Segment Start: DATA SECTION
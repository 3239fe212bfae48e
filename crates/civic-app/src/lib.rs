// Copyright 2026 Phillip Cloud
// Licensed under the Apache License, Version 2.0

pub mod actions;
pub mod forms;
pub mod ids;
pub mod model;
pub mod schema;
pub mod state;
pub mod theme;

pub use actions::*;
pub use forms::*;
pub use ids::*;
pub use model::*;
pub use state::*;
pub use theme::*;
Segment End: DATA SECTION
### TRY IT
From the first line to the last, restate the data above exactly.

### EXERCISE OUTPUT
repository 3239fe212bfae48e
filename crates/civic-app/src/lib.rs
// Copyright 2026 Phillip Cloud
// Licensed under the Apache License, Version 2.0

pub mod actions;
pub mod forms;
pub mod ids;
pub mod model;
pub mod schema;
pub mod state;
pub mod theme;

pub use actions::*;
pub use forms::*;
pub use ids::*;
pub use model::*;
pub use state::*;
pub use theme::*;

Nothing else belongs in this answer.